> **Exercise brief**:
Transcribe exactly everything in the data below from the line containing "pub const F64: Self" down to the line containing "or the shader", both lines included and nothing further.

> **Material supplied**:
======
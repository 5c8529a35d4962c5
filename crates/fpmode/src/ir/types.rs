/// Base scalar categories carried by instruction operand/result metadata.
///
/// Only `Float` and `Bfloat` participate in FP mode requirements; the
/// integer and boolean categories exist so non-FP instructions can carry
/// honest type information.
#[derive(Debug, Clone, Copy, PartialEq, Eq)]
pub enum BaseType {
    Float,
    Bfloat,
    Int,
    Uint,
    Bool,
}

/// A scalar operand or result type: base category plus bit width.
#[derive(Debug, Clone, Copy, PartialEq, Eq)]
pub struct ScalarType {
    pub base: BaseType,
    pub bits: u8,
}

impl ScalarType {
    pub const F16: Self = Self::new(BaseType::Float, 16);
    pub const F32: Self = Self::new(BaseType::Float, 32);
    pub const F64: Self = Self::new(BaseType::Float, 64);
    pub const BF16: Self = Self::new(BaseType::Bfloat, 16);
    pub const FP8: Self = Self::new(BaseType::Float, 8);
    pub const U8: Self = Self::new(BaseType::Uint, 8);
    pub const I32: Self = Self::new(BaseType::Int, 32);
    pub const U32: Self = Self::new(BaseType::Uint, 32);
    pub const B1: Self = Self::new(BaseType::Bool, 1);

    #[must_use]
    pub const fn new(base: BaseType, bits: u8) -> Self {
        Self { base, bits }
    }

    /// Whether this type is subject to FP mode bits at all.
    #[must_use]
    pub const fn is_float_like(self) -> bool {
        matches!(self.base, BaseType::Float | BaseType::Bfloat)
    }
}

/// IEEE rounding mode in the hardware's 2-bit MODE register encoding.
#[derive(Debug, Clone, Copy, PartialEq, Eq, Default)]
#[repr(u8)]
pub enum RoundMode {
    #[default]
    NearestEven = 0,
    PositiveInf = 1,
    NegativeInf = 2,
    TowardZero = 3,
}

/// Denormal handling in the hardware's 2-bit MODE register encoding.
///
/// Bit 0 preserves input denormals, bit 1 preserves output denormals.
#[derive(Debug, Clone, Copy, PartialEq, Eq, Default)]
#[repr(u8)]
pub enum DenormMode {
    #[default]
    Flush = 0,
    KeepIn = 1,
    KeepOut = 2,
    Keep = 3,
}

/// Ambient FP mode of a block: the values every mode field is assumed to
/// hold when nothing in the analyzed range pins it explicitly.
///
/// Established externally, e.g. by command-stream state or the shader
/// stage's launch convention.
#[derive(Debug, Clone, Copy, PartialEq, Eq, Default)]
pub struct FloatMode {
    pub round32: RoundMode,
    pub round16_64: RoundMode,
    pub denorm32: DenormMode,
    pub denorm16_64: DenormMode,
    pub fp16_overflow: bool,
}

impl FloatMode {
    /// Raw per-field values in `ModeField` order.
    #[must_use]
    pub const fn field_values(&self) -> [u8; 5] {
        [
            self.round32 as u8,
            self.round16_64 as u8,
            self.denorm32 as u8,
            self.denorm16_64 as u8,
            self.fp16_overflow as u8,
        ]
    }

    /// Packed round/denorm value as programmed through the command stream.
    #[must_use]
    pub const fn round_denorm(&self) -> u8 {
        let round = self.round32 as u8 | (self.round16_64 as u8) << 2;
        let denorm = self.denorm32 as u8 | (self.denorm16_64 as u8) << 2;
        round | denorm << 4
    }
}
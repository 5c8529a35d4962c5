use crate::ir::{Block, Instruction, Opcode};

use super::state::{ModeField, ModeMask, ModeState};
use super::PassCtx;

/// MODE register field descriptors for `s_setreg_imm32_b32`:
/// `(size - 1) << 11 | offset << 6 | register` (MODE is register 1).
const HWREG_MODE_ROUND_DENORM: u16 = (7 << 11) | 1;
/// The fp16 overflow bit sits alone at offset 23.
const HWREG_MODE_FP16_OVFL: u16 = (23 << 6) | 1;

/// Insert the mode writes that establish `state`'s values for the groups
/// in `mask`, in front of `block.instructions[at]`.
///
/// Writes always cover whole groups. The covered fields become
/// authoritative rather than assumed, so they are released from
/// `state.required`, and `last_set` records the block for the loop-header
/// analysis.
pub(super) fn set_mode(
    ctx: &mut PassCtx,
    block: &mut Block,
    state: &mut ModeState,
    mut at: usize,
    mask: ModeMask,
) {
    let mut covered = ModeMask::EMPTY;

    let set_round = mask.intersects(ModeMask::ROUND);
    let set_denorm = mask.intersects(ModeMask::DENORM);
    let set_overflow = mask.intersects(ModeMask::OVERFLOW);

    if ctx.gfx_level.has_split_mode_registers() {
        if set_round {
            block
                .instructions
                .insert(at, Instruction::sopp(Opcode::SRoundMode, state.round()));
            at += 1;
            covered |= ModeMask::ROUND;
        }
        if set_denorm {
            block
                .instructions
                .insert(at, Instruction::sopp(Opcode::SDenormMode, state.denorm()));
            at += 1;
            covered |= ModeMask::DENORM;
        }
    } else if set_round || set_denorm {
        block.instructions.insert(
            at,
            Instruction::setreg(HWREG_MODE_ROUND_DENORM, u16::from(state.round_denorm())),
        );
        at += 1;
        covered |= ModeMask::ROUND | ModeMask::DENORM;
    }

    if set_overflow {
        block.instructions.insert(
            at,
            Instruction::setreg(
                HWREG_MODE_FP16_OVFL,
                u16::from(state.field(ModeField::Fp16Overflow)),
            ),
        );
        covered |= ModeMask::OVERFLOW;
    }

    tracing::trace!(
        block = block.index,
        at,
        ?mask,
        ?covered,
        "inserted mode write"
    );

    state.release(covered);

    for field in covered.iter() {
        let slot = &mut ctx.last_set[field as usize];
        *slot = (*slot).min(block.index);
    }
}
======
> **Your solution**:
    pub const F64: Self = Self::new(BaseType::Float, 64);
    pub const BF16: Self = Self::new(BaseType::Bfloat, 16);
    pub const FP8: Self = Self::new(BaseType::Float, 8);
    pub const U8: Self = Self::new(BaseType::Uint, 8);
    pub const I32: Self = Self::new(BaseType::Int, 32);
    pub const U32: Self = Self::new(BaseType::Uint, 32);
    pub const B1: Self = Self::new(BaseType::Bool, 1);

    #[must_use]
    pub const fn new(base: BaseType, bits: u8) -> Self {
        Self { base, bits }
    }

    /// Whether this type is subject to FP mode bits at all.
    #[must_use]
    pub const fn is_float_like(self) -> bool {
        matches!(self.base, BaseType::Float | BaseType::Bfloat)
    }
}

/// IEEE rounding mode in the hardware's 2-bit MODE register encoding.
#[derive(Debug, Clone, Copy, PartialEq, Eq, Default)]
#[repr(u8)]
pub enum RoundMode {
    #[default]
    NearestEven = 0,
    PositiveInf = 1,
    NegativeInf = 2,
    TowardZero = 3,
}

/// Denormal handling in the hardware's 2-bit MODE register encoding.
///
/// Bit 0 preserves input denormals, bit 1 preserves output denormals.
#[derive(Debug, Clone, Copy, PartialEq, Eq, Default)]
#[repr(u8)]
pub enum DenormMode {
    #[default]
    Flush = 0,
    KeepIn = 1,
    KeepOut = 2,
    Keep = 3,
}

/// Ambient FP mode of a block: the values every mode field is assumed to
/// hold when nothing in the analyzed range pins it explicitly.
///
/// Established externally, e.g. by command-stream state or the shader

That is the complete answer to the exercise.